## DATASET
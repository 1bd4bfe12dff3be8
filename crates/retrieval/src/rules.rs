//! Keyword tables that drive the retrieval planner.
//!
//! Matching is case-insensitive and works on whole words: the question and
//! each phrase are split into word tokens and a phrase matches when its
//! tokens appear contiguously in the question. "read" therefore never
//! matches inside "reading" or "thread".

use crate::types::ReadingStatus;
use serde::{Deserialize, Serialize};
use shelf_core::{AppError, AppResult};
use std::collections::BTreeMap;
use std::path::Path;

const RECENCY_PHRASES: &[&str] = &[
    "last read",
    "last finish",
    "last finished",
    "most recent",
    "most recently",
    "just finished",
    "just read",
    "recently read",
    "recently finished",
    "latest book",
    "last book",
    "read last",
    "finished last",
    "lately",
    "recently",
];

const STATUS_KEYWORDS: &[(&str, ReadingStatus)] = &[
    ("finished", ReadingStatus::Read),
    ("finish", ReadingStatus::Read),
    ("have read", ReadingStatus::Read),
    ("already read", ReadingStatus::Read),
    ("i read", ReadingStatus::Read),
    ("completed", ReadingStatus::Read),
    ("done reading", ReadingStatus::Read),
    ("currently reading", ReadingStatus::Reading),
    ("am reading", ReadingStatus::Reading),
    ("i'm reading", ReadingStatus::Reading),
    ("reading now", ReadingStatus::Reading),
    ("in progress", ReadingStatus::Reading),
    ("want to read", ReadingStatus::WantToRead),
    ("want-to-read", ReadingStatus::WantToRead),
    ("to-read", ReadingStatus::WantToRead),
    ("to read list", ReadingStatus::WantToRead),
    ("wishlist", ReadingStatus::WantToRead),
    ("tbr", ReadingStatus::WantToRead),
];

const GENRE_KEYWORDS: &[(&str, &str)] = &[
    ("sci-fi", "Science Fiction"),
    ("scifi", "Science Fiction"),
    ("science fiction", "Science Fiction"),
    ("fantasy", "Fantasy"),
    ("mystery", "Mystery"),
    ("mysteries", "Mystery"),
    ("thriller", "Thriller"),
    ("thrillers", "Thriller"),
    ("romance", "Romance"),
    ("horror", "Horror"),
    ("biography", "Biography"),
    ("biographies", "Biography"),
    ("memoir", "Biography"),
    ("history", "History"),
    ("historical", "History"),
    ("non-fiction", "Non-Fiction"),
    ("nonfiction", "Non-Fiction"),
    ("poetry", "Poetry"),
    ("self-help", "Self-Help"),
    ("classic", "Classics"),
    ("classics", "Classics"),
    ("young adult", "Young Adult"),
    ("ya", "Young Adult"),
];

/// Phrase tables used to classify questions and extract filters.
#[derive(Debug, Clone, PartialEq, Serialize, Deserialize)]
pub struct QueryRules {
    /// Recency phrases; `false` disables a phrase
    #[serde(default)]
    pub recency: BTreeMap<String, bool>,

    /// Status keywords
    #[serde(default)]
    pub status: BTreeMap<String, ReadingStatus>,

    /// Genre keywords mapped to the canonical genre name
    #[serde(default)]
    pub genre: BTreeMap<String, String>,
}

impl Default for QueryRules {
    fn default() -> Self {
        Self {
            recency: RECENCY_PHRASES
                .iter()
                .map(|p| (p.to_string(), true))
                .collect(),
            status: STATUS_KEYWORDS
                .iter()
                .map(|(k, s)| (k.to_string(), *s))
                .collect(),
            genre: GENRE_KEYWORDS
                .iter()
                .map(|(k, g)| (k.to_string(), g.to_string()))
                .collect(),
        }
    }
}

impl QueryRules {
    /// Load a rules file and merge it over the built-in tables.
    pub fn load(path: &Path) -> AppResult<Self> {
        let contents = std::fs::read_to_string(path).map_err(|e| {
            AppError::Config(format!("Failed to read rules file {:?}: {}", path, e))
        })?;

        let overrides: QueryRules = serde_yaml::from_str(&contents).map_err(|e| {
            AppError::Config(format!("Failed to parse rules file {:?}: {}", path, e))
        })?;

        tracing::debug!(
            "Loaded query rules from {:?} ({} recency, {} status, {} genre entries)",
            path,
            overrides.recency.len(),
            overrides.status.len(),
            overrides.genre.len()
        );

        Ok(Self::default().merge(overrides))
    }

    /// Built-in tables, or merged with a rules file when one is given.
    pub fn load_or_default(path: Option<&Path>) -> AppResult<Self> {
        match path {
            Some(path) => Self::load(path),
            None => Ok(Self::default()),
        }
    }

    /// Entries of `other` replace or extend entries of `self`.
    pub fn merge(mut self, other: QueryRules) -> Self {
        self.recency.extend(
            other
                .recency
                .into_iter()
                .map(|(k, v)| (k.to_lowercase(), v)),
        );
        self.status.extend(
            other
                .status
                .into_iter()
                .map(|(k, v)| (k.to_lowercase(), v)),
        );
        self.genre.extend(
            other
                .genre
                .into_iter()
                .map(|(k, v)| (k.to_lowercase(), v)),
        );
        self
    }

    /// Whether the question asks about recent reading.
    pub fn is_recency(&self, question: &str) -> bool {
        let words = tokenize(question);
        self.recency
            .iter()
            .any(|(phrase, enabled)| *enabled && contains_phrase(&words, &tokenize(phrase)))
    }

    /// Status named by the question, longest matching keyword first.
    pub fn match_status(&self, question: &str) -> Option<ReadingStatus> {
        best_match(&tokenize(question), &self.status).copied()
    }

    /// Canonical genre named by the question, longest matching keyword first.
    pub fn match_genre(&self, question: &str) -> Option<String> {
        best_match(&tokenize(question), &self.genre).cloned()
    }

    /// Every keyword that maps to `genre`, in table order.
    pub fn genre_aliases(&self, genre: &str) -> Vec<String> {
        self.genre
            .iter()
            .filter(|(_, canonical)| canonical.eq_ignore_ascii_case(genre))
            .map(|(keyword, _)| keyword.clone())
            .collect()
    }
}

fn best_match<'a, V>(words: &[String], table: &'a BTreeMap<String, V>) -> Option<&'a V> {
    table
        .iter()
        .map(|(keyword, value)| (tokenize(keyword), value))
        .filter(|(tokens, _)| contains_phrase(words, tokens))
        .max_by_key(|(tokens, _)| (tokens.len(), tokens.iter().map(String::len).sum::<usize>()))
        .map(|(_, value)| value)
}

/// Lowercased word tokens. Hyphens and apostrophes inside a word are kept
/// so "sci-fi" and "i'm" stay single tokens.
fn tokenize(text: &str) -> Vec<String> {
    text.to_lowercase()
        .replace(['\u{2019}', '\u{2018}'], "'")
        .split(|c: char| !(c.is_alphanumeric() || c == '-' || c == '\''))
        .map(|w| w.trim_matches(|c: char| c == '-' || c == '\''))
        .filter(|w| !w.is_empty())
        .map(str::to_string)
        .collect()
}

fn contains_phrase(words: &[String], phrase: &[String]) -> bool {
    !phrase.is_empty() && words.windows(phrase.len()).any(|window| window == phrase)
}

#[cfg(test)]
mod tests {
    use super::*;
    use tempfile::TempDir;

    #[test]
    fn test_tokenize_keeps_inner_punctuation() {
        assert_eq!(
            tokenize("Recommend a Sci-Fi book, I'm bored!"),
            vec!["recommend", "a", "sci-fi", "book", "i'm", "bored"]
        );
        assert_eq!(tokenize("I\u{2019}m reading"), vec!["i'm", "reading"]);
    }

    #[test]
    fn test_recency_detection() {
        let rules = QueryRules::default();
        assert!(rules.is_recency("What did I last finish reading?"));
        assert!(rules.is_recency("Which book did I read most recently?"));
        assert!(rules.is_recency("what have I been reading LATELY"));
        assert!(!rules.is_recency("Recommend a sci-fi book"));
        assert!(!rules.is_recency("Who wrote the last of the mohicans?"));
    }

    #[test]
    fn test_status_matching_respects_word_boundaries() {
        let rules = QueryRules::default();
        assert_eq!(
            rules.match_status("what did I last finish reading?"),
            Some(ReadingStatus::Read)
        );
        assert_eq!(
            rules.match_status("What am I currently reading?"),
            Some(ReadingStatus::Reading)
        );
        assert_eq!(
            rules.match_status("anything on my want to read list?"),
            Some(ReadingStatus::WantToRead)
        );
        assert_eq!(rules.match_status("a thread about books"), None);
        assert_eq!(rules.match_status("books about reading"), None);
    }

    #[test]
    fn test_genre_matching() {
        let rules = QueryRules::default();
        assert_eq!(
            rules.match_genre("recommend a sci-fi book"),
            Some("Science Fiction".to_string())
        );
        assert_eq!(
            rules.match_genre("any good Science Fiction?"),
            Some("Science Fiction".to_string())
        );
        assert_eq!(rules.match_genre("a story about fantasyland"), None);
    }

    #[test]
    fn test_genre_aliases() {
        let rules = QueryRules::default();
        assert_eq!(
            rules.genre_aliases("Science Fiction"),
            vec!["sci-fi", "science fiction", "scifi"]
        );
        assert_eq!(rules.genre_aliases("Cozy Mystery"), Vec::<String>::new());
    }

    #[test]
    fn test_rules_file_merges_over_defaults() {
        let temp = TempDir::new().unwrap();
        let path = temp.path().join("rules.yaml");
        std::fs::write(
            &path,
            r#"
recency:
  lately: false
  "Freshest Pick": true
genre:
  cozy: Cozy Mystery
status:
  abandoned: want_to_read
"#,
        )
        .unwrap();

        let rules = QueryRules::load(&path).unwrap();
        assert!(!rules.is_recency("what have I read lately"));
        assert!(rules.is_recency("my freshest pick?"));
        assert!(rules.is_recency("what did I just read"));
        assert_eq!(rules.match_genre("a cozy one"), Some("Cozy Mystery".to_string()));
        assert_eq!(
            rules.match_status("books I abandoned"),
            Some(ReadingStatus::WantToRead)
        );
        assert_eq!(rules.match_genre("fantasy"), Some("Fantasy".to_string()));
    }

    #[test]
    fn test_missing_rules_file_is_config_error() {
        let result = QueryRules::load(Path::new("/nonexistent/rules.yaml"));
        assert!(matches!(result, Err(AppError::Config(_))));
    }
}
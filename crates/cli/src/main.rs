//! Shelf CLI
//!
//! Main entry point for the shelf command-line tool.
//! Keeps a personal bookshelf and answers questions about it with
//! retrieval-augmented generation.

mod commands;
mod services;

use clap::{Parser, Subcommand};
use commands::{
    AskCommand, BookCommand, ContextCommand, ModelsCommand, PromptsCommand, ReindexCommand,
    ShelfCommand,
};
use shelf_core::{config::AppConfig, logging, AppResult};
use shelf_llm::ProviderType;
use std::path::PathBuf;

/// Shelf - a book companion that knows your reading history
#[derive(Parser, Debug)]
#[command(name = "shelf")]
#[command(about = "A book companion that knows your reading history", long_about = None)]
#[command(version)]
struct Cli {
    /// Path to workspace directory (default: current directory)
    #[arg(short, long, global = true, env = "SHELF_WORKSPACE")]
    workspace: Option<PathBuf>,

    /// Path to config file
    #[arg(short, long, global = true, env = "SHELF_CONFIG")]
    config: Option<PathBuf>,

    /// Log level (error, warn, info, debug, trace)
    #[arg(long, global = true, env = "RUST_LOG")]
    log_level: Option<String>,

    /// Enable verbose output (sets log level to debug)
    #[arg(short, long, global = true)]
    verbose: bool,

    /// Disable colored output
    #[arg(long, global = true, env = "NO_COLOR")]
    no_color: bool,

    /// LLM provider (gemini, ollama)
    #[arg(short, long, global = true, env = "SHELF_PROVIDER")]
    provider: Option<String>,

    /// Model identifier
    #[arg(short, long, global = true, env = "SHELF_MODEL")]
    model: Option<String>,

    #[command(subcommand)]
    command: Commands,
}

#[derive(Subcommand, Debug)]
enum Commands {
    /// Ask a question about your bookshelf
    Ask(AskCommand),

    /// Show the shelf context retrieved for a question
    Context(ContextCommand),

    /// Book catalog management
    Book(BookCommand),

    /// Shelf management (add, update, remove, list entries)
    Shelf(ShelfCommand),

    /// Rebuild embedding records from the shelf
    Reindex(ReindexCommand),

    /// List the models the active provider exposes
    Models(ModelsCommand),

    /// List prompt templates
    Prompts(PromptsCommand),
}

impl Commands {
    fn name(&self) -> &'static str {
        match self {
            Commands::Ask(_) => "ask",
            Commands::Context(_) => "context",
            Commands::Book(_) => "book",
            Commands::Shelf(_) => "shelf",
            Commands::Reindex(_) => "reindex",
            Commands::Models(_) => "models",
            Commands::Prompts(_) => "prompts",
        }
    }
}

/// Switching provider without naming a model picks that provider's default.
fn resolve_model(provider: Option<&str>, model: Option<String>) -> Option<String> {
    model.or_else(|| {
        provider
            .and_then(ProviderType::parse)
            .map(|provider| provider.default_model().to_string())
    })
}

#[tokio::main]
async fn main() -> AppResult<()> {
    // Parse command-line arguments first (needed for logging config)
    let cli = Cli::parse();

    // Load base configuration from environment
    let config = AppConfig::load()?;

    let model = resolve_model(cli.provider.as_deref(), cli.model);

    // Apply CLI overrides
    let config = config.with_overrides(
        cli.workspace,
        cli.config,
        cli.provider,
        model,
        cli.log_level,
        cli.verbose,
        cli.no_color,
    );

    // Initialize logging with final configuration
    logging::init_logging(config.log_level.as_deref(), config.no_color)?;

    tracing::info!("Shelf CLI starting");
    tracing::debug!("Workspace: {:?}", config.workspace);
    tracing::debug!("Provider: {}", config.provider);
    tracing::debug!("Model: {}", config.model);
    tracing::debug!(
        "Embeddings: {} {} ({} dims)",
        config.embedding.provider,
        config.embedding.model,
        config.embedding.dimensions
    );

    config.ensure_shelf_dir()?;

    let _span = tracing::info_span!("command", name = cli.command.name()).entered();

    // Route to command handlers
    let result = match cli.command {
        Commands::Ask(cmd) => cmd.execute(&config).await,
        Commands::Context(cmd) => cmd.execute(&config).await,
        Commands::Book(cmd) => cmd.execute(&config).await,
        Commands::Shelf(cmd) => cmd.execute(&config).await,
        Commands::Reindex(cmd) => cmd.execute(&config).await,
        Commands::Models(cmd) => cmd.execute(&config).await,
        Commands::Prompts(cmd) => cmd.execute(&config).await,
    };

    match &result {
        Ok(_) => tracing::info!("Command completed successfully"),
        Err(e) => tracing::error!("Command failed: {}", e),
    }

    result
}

## WHAT THE TASK ASKS
The first line of the records and every line down to the line with "tokens appear contiguously" must be quoted exactly; leave out all else.

## THE ANSWER
repository 1bd4bfe12dff3be8
filename crates/retrieval/src/rules.rs
//! Keyword tables that drive the retrieval planner.
//!
//! Matching is case-insensitive and works on whole words: the question and
//! each phrase are split into word tokens and a phrase matches when its
//! tokens appear contiguously in the question. "read" therefore never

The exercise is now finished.